Problem to solve >> Read through the listing below and return only the lines containing "crates".

Data extracts >>

=-=-=

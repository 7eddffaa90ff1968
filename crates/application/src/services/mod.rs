mod import_transformer;
mod zone_normalizer;

pub use import_transformer::ImportTransformer;
pub use zone_normalizer::ZoneNormalizer;
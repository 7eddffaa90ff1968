use std::net::Ipv4Addr;

use crate::errors::RecordError;

#[derive(Debug, Clone, PartialEq, Eq)]
pub enum Rewrite {
    /// Keep the address's offset from `low`, counted from this base.
    Offset(Ipv4Addr),

    /// Replace the address with every entry, in order.
    FanOut(Vec<Ipv4Addr>),
}

#[derive(Debug, Clone, PartialEq, Eq)]
pub struct TransformRule {
    pub low: Ipv4Addr,
    pub high: Ipv4Addr,
    pub rewrite: Rewrite,
}

impl TransformRule {
    pub fn contains(&self, address: Ipv4Addr) -> bool {
        (u32::from(self.low)..=u32::from(self.high)).contains(&u32::from(address))
    }

    /// Rewritten addresses for `address`; an address outside the range is returned as-is.
    pub fn apply(&self, address: Ipv4Addr) -> Result<Vec<Ipv4Addr>, RecordError> {
        if !self.contains(address) {
            return Ok(vec![address]);
        }

        match &self.rewrite {
            Rewrite::FanOut(targets) => Ok(targets.clone()),
            Rewrite::Offset(new_base) => {
                let delta = u32::from(address) - u32::from(self.low);
                u32::from(*new_base)
                    .checked_add(delta)
                    .map(|rewritten| vec![Ipv4Addr::from(rewritten)])
                    .ok_or(RecordError::AddressOverflow {
                        address,
                        low: self.low,
                        new_base: *new_base,
                    })
            }
        }
    }
}

#[cfg(test)]
mod tests {
    use super::*;

    fn offset_rule(low: &str, high: &str, base: &str) -> TransformRule {
        TransformRule {
            low: low.parse().unwrap(),
            high: high.parse().unwrap(),
            rewrite: Rewrite::Offset(base.parse().unwrap()),
        }
    }

    #[test]
    fn test_contains_is_inclusive() {
        let rule = offset_rule("10.0.0.10", "10.0.0.20", "192.0.2.0");

        assert!(!rule.contains("10.0.0.9".parse().unwrap()));
        assert!(rule.contains("10.0.0.10".parse().unwrap()));
        assert!(rule.contains("10.0.0.20".parse().unwrap()));
        assert!(!rule.contains("10.0.0.21".parse().unwrap()));
    }

    #[test]
    fn test_offset_carries_across_octets() {
        let rule = offset_rule("10.0.0.0", "10.0.255.255", "192.0.2.200");

        let out = rule.apply("10.0.1.100".parse().unwrap()).unwrap();

        assert_eq!(out, vec!["192.0.4.44".parse::<Ipv4Addr>().unwrap()]);
    }

    #[test]
    fn test_offset_overflow_is_an_error() {
        let rule = offset_rule("10.0.0.0", "10.0.0.255", "255.255.255.250");

        let err = rule.apply("10.0.0.10".parse().unwrap()).unwrap_err();

        assert!(matches!(err, RecordError::AddressOverflow { .. }));
    }

    #[test]
    fn test_address_outside_range_is_untouched() {
        let rule = offset_rule("10.0.0.10", "10.0.0.20", "255.255.255.250");

        let below = rule.apply("10.0.0.1".parse().unwrap()).unwrap();
        let above = rule.apply("10.0.0.30".parse().unwrap()).unwrap();

        assert_eq!(below, vec!["10.0.0.1".parse::<Ipv4Addr>().unwrap()]);
        assert_eq!(above, vec!["10.0.0.30".parse::<Ipv4Addr>().unwrap()]);
    }

    #[test]
    fn test_offset_reaching_broadcast_is_allowed() {
        let rule = offset_rule("10.0.0.0", "10.0.0.255", "255.255.255.250");

        let out = rule.apply("10.0.0.5".parse().unwrap()).unwrap();

        assert_eq!(out, vec![Ipv4Addr::BROADCAST]);
    }
}
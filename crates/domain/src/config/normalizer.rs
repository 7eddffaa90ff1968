use serde::{Deserialize, Serialize};
use std::path::Path;

use super::errors::ConfigError;

const LOCAL_CONFIG_PATH: &str = "ferrous-zone.toml";

/// What a normalization pass does when a record fails validation.
#[derive(Debug, Clone, Copy, Default, PartialEq, Eq, Deserialize, Serialize)]
#[serde(rename_all = "snake_case")]
pub enum ErrorMode {
    /// Stop at the first offending record.
    #[default]
    FailFast,

    /// Keep going and report every offending record.
    Collect,
}

#[derive(Debug, Clone, Deserialize, Serialize)]
pub struct NormalizerConfig {
    #[serde(default)]
    pub error_mode: ErrorMode,

    /// TTL given to records that arrive without one.
    #[serde(default = "default_ttl")]
    pub default_ttl: u32,

    /// Whether an import pseudo-record's TTL replaces the TTL of the records it imports.
    #[serde(default = "default_true")]
    pub import_ttl_override: bool,
}

impl Default for NormalizerConfig {
    fn default() -> Self {
        Self {
            error_mode: ErrorMode::default(),
            default_ttl: default_ttl(),
            import_ttl_override: true,
        }
    }
}

impl NormalizerConfig {
    /// Load configuration from file or use defaults
    ///
    /// Priority order:
    /// 1. Explicitly provided path
    /// 2. ferrous-zone.toml in current directory
    /// 3. Default configuration
    pub fn load(path: Option<&str>) -> Result<Self, ConfigError> {
        let config = if let Some(path) = path {
            Self::from_file(path)?
        } else if Path::new(LOCAL_CONFIG_PATH).exists() {
            Self::from_file(LOCAL_CONFIG_PATH)?
        } else {
            Self::default()
        };

        config.validate()?;
        Ok(config)
    }

    fn from_file(path: &str) -> Result<Self, ConfigError> {
        let contents = std::fs::read_to_string(path)
            .map_err(|e| ConfigError::FileRead(path.to_string(), e.to_string()))?;
        Self::from_toml(&contents)
    }

    pub fn from_toml(contents: &str) -> Result<Self, ConfigError> {
        toml::from_str(contents).map_err(|e| ConfigError::Parse(e.to_string()))
    }

    pub fn with_error_mode(mut self, error_mode: ErrorMode) -> Self {
        self.error_mode = error_mode;
        self
    }

    pub fn validate(&self) -> Result<(), ConfigError> {
        if self.default_ttl == 0 {
            return Err(ConfigError::Validation(
                "default_ttl cannot be 0".to_string(),
            ));
        }
        Ok(())
    }
}

fn default_ttl() -> u32 {
    300
}

fn default_true() -> bool {
    true
}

=-=-=

Answer box >>
filename crates/application/src/services/mod.rs
filename crates/domain/src/config/normalizer.rs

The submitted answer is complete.